> What to produce
In the records below, begin at the line containing "pub fn find_by_query(&self, query: &AssetQuery)" and end at the line containing "fn matches(asset: &VoiceAsset, query: &AssetQuery)"; quote every line in that span exactly, including both boundary lines, and no others.

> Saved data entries
○ ○ ○

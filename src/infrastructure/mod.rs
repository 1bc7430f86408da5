//! Infrastructure Layer - 基础设施层
//!
//! 提供所有端口的具体实现

pub mod persistence;

pub use persistence::{JsonAnalysisSource, JsonContractRepository};
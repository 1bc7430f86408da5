//! Asset Context - 声线目录
//!
//! 内存中的只读声线集合：按条件筛选、按要求打分。
//! 迭代顺序即插入顺序，保证最佳匹配平局时结果确定。

use std::collections::HashMap;

use serde::{Deserialize, Serialize};

use crate::domain::acoustics::Gender;
use crate::domain::contract::VoiceRequirements;

use super::{registry, AssetId, Capability, VoiceAsset};

// ==================== 兼容性评分扣分表 ====================

const GENDER_MISMATCH_PENALTY: i32 = 50;
const AGE_MISMATCH_PENALTY: i32 = 30;
const PITCH_RANGE_PENALTY: i32 = 15;
const PITCH_VARIANCE_PENALTY: i32 = 20;
const TEMPO_PENALTY: i32 = 15;
const LOUDNESS_PENALTY: i32 = 15;

/// 基频区间允许超出要求边界的容差（Hz）
const PITCH_EDGE_TOLERANCE_HZ: f64 = 20.0;

/// 目录筛选条件
///
/// 所有条件取逻辑与；`None` / 空集合表示该维度不限
#[derive(Debug, Clone, Default, Serialize, Deserialize)]
pub struct AssetQuery {
    #[serde(default, skip_serializing_if = "Option::is_none")]
    pub gender: Option<Gender>,
    #[serde(default, skip_serializing_if = "Option::is_none")]
    pub min_age: Option<u8>,
    #[serde(default, skip_serializing_if = "Option::is_none")]
    pub max_age: Option<u8>,
    #[serde(default, skip_serializing_if = "Option::is_none")]
    pub max_pitch_variance: Option<f64>,
    #[serde(default, skip_serializing_if = "Option::is_none")]
    pub max_tempo_wpm: Option<f64>,
    #[serde(default, skip_serializing_if = "Option::is_none")]
    pub max_loudness: Option<f64>,
    #[serde(default, skip_serializing_if = "Vec::is_empty")]
    pub required_tags: Vec<String>,
    #[serde(default, skip_serializing_if = "Vec::is_empty")]
    pub excluded_capabilities: Vec<Capability>,
}

/// 单次兼容性评估的结论
#[derive(Debug, Clone, Serialize, Deserialize)]
pub struct CompatibilityReport {
    /// 0-100
    pub score: u8,
    pub issues: Vec<String>,
}

/// 声线目录
///
/// Vec 保存插入顺序，id 索引提供 O(1) 查找。
/// 同 id 重复插入时后者原位替换前者，位置不变。
#[derive(Debug, Clone)]
pub struct AssetCatalog {
    assets: Vec<VoiceAsset>,
    index: HashMap<String, usize>,
}

impl AssetCatalog {
    pub fn from_assets(assets: Vec<VoiceAsset>) -> Self {
        let mut catalog = Self {
            assets: Vec::with_capacity(assets.len()),
            index: HashMap::with_capacity(assets.len()),
        };
        for asset in assets {
            match catalog.index.get(asset.id.as_str()).copied() {
                Some(pos) => catalog.assets[pos] = asset,
                None => {
                    catalog.index.insert(asset.id.as_str().to_string(), catalog.assets.len());
                    catalog.assets.push(asset);
                }
            }
        }
        catalog
    }

    /// 内置声线表
    pub fn builtin() -> Self {
        Self::from_assets(registry::builtin_assets())
    }

    pub fn get(&self, id: &AssetId) -> Option<&VoiceAsset> {
        self.index.get(id.as_str()).map(|&pos| &self.assets[pos])
    }

    /// 全部声线，插入顺序
    pub fn all(&self) -> &[VoiceAsset] {
        &self.assets
    }

    pub fn len(&self) -> usize {
        self.assets.len()
    }

    pub fn is_empty(&self) -> bool {
        self.assets.is_empty()
    }

    /// 按条件筛选声线，保持目录顺序
    pub fn find_by_query(&self, query: &AssetQuery) -> Vec<&VoiceAsset> {
        self.assets
            .iter()
            .filter(|asset| Self::matches(asset, query))
            .collect()
    }

    fn matches(asset: &VoiceAsset, query: &AssetQuery) -> bool {
        if let Some(gender) = query.gender {
            if !asset.gender.satisfies(gender) {
                return false;
            }
        }

        if let Some(min_age) = query.min_age {
            if asset.age_range.max() < min_age {
                return false;
            }
        }
        if let Some(max_age) = query.max_age {
            if asset.age_range.min() > max_age {
                return false;
            }
        }

        if let Some(max_variance) = query.max_pitch_variance {
            if asset.pitch_width_hz() > max_variance {
                return false;
            }
        }

        if let Some(max_tempo) = query.max_tempo_wpm {
            if asset.typical_tempo_wpm > max_tempo {
                return false;
            }
        }

        if let Some(max_loudness) = query.max_loudness {
            if asset.typical_loudness > max_loudness {
                return false;
            }
        }

        if !query.required_tags.iter().all(|tag| asset.has_tag(tag)) {
            return false;
        }

        if query
            .excluded_capabilities
            .iter()
            .any(|&cap| asset.has_capability(cap))
        {
            return false;
        }

        true
    }
}

/// 计算声线对一组要求的兼容性评分
///
/// 单遍启发式：满分 100，逐项扣分，下限 0。
/// 仅用于候选排序参考，契约执行使用 enforcement 模块的规则
pub fn compatibility_score(
    asset: &VoiceAsset,
    requirements: &VoiceRequirements,
) -> CompatibilityReport {
    let mut score: i32 = 100;
    let mut issues = Vec::new();

    if !asset.gender.satisfies(requirements.gender) {
        score -= GENDER_MISMATCH_PENALTY;
        issues.push(format!(
            "Gender mismatch: requires {}, voice is {}",
            requirements.gender, asset.gender
        ));
    }

    if !asset.age_range.overlaps(&requirements.age_range) {
        score -= AGE_MISMATCH_PENALTY;
        issues.push(format!(
            "Age mismatch: requires {}, voice is {}",
            requirements.age_range, asset.age_range
        ));
    }

    if asset.pitch_range_hz.min_hz() < requirements.pitch_range_hz.min_hz() - PITCH_EDGE_TOLERANCE_HZ
        || asset.pitch_range_hz.max_hz()
            > requirements.pitch_range_hz.max_hz() + PITCH_EDGE_TOLERANCE_HZ
    {
        score -= PITCH_RANGE_PENALTY;
        issues.push(format!(
            "Pitch range mismatch: requires {}",
            requirements.pitch_range_hz
        ));
    }

    let pitch_width = asset.pitch_width_hz();
    if pitch_width > requirements.max_pitch_variance {
        score -= PITCH_VARIANCE_PENALTY;
        issues.push(format!(
            "Too much pitch variance: {}Hz exceeds max {}Hz",
            pitch_width, requirements.max_pitch_variance
        ));
    }

    if asset.typical_tempo_wpm > requirements.max_tempo_wpm {
        score -= TEMPO_PENALTY;
        issues.push(format!(
            "Tempo too fast: {}wpm exceeds max {}wpm",
            asset.typical_tempo_wpm, requirements.max_tempo_wpm
        ));
    }

    if asset.typical_loudness > requirements.max_loudness {
        score -= LOUDNESS_PENALTY;
        issues.push(format!(
            "Too loud: loudness {} exceeds max {}",
            asset.typical_loudness, requirements.max_loudness
        ));
    }

    CompatibilityReport {
        score: score.max(0) as u8,
        issues,
    }
}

○ ○ ○

> Answer below
    pub fn find_by_query(&self, query: &AssetQuery) -> Vec<&VoiceAsset> {
        self.assets
            .iter()
            .filter(|asset| Self::matches(asset, query))
            .collect()
    }

    fn matches(asset: &VoiceAsset, query: &AssetQuery) -> bool {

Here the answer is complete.